(1) \( \frac{a b+b c}{b}= \) (2) \( \frac{a^{2}+a b}{a}= \) (3) \( \frac{a^{2}+2 a}{a}= \) (4) \( \frac{a^{2}+a}{a}=\frac{\square}{a}+\frac{\square}{a}=\square+1 \) (5) \( \frac{5 x^{2}+x}{x}= \) (6) \( \frac{a b^{2}-a b c+a b}{a b}= \) (7) \( \frac{6 x^{3}-2 x^{2}+2 x}{2 x}= \) (7) (5) (5)

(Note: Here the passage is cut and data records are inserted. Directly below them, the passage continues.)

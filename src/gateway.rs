//! C7 — SocketGateway (spec.md §4.5, §4.6 transport row). Binds one
//! [`crate::adapter::ConnectionAdapter`] per client, over either a
//! websocket or the long-poll fallback, and is the one place that
//! implements the abstract `bufferedAmount` the adapter's backpressure
//! policy consumes: it decrements `OutboundMeter` once a frame has
//! actually left the process, not merely been handed to the adapter.

use std::collections::VecDeque;
use std::sync::Arc;
use std::time::Duration;

use axum::extract::ws::{Message, WebSocket, WebSocketUpgrade};
use axum::extract::{Path, State};
use axum::response::{IntoResponse, Response};
use axum::routing::get;
use axum::Router;
use axum_extra::extract::cookie::PrivateCookieJar;
use dashmap::DashMap;
use futures::{SinkExt, StreamExt};
use tokio::sync::{mpsc, Mutex, Notify};
use tracing::{debug, warn};

use crate::adapter::{ConnectionAdapter, OutboundMeter};
use crate::config::Config;
use crate::protocol::{ClientEvent, ServerEvent};
use crate::router::AppState;
use crate::session_store::{SessionId, SessionStore};

const PING_INTERVAL: Duration = Duration::from_secs(25);
const PING_TIMEOUT: Duration = Duration::from_secs(60);
const POLL_WAIT: Duration = Duration::from_secs(25);
const OUTBOUND_CHANNEL_CAPACITY: usize = 256;

pub fn router(state: AppState) -> Router {
    Router::new()
        .route("/ssh/socket.io", get(ws_handler))
        .route("/ssh/poll/:session_id", get(poll_read_handler).post(poll_write_handler))
        .with_state(state)
}

async fn ws_handler(ws: WebSocketUpgrade, State(state): State<AppState>, jar: PrivateCookieJar) -> Response {
    let (session_id, jar) = crate::router::session_id_from_jar(jar, &state).await;
    state.store.create_session(session_id.clone()).await;
    let config = state.config.clone();
    let store = state.store.clone();
    let upgrade = ws.on_upgrade(move |socket| handle_socket(socket, session_id, config, store));
    (jar, upgrade).into_response()
}

/// Owns the socket for its whole lifetime: a writer task drains the
/// adapter's outbound channel and sends ping frames on an interval, the
/// main loop feeds inbound frames to the adapter one at a time (spec.md
/// §4.5: one event in flight per connection keeps state-machine
/// transitions unambiguous).
async fn handle_socket(socket: WebSocket, session_id: SessionId, config: Arc<Config>, store: Arc<SessionStore>) {
    let (mut ws_tx, mut ws_rx) = socket.split();
    let (outbound_tx, mut outbound_rx) = mpsc::channel::<ServerEvent>(OUTBOUND_CHANNEL_CAPACITY);
    let meter = OutboundMeter::new();
    let adapter = Arc::new(Mutex::new(ConnectionAdapter::new(
        session_id.clone(),
        config,
        store,
        outbound_tx,
        meter.clone(),
    )));
    let last_pong = Arc::new(Mutex::new(tokio::time::Instant::now()));

    let writer_last_pong = last_pong.clone();
    let writer = tokio::spawn(async move {
        let mut ping_interval = tokio::time::interval(PING_INTERVAL);
        ping_interval.tick().await; // first tick fires immediately; discard it
        loop {
            tokio::select! {
                event = outbound_rx.recv() => {
                    let Some(event) = event else { break };
                    match event.to_binary() {
                        Ok(bytes) => {
                            let len = bytes.len();
                            if ws_tx.send(Message::Binary(bytes)).await.is_err() {
                                break;
                            }
                            meter.sub(len);
                        }
                        Err(e) => warn!(error = %e, "failed to encode outbound event"),
                    }
                }
                _ = ping_interval.tick() => {
                    // ping-timeout (spec.md §4.7): a client that hasn't
                    // answered a ping within PING_TIMEOUT is presumed dead.
                    if writer_last_pong.lock().await.elapsed() > PING_TIMEOUT {
                        debug!("no pong within ping-timeout, closing");
                        break;
                    }
                    if ws_tx.send(Message::Ping(Vec::new())).await.is_err() {
                        break;
                    }
                }
            }
        }
    });

    while let Some(Ok(msg)) = ws_rx.next().await {
        match msg {
            Message::Binary(data) => match ClientEvent::from_binary(&data) {
                Ok(event) => adapter.lock().await.handle_event(event).await,
                Err(e) => adapter.lock().await.reject_malformed("data", e.to_string()).await,
            },
            Message::Close(_) => break,
            Message::Pong(_) => {
                *last_pong.lock().await = tokio::time::Instant::now();
            }
            Message::Ping(_) | Message::Text(_) => {}
        }
    }

    adapter.lock().await.close("connection closed".to_string()).await;
    writer.abort();
    debug!(%session_id, "websocket connection ended");
}

/// One long-poll session's plumbing: the adapter plus a buffer of
/// already-encoded outbound frames a `GET` drains, and a [`Notify`] so a
/// waiting `GET` wakes as soon as new data arrives instead of only at
/// its timeout.
struct PollState {
    adapter: Mutex<ConnectionAdapter>,
    outbound_buffer: Mutex<VecDeque<Vec<u8>>>,
    notify: Notify,
    meter: OutboundMeter,
}

#[derive(Default)]
pub struct PollRegistry {
    sessions: DashMap<SessionId, Arc<PollState>>,
}

impl PollRegistry {
    pub fn new() -> Self {
        Self::default()
    }

    async fn get_or_create(&self, session_id: SessionId, config: Arc<Config>, store: Arc<SessionStore>) -> Arc<PollState> {
        if let Some(existing) = self.sessions.get(&session_id) {
            return existing.clone();
        }

        let (outbound_tx, mut outbound_rx) = mpsc::channel::<ServerEvent>(OUTBOUND_CHANNEL_CAPACITY);
        let meter = OutboundMeter::new();
        let adapter = ConnectionAdapter::new(session_id.clone(), config, store, outbound_tx, meter.clone());
        let state = Arc::new(PollState {
            adapter: Mutex::new(adapter),
            outbound_buffer: Mutex::new(VecDeque::new()),
            notify: Notify::new(),
            meter,
        });

        let drain_state = state.clone();
        tokio::spawn(async move {
            while let Some(event) = outbound_rx.recv().await {
                if let Ok(bytes) = event.to_binary() {
                    // `meter` tracks bytes the adapter believes are still
                    // in flight (spec.md's `bufferedAmount`); it must stay
                    // charged until a poll actually hands the frame to the
                    // client (see `poll_read_handler`'s `meter.sub`), not
                    // merely once it lands in this in-memory buffer.
                    drain_state.outbound_buffer.lock().await.push_back(bytes);
                    drain_state.notify.notify_waiters();
                }
            }
        });

        self.sessions.entry(session_id).or_insert(state).clone()
    }

    async fn remove(&self, session_id: &str) {
        if let Some((_, state)) = self.sessions.remove(session_id) {
            state.adapter.lock().await.close("long-poll session ended".to_string()).await;
        }
    }
}

/// `GET /ssh/poll/:session_id`: blocks up to `POLL_WAIT` for at least one
/// outbound frame, then drains and returns whatever has accumulated as a
/// JSON array of base64-encoded frames (empty array on timeout — this is
/// a normal "nothing happened yet" response, not an error).
async fn poll_read_handler(State(state): State<AppState>, Path(session_id): Path<String>) -> Response {
    let poll_state = state
        .poll_registry
        .get_or_create(session_id.clone(), state.config.clone(), state.store.clone())
        .await;

    {
        // Register interest before checking the buffer: if a frame lands
        // and `notify_one` fires between the check and the await below,
        // this stored future still observes it. Checking first and only
        // then building the `notified()` future would risk missing that
        // notification and sleeping the full `POLL_WAIT` for nothing.
        let notified = poll_state.notify.notified();
        let buffer = poll_state.outbound_buffer.lock().await;
        let is_empty = buffer.is_empty();
        drop(buffer);
        if is_empty {
            let _ = tokio::time::timeout(POLL_WAIT, notified).await;
        }
    }

    let mut buffer = poll_state.outbound_buffer.lock().await;
    let frames: Vec<String> = buffer
        .drain(..)
        .map(|f| {
            poll_state.meter.sub(f.len());
            base64::encode(f)
        })
        .collect();
    axum::Json(frames).into_response()
}

/// `POST /ssh/poll/:session_id`: the request body is exactly one encoded
/// `ClientEvent` frame.
async fn poll_write_handler(State(state): State<AppState>, Path(session_id): Path<String>, body: bytes::Bytes) -> Response {
    let poll_state = state
        .poll_registry
        .get_or_create(session_id.clone(), state.config.clone(), state.store.clone())
        .await;

    match ClientEvent::from_binary(&body) {
        Ok(event) => {
            let is_disconnect = matches!(event, ClientEvent::Control(crate::protocol::ControlAction::Disconnect));
            poll_state.adapter.lock().await.handle_event(event).await;
            if is_disconnect {
                state.poll_registry.remove(&session_id).await;
            }
            axum::http::StatusCode::ACCEPTED.into_response()
        }
        Err(e) => {
            poll_state.adapter.lock().await.reject_malformed("data", e.to_string()).await;
            axum::http::StatusCode::BAD_REQUEST.into_response()
        }
    }
}

#[cfg(test)]
mod tests {
    use super::*;

    #[tokio::test]
    async fn poll_registry_reuses_existing_session() {
        let registry = PollRegistry::new();
        let config = Arc::new(Config::load(&crate::config::Cli::default()).unwrap());
        let store = Arc::new(SessionStore::new());
        let a = registry.get_or_create("s1".to_string(), config.clone(), store.clone()).await;
        let b = registry.get_or_create("s1".to_string(), config, store).await;
        assert!(Arc::ptr_eq(&a, &b));
    }
}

Let's break these down in a way that's both informative and enjoyable! When working through these algebraic expressions, it’s crucial to recognize patterns and simplify effectively. Notice how each expression can often be simplified by factoring out common terms, leading to less clutter in your final answer. It’s like cleaning your room: the more you organize your factors, the easier it is to see what you have on hand! In real-world applications, simplifying expressions is a valuable skill, especially in fields like engineering, economics, and computer science. Whether you're calculating material costs or tweaking algorithms, the ability to break down complex formulas into manageable parts can save time and make problem-solving much more efficient. After all, no one wants to get lost in a sea of equations!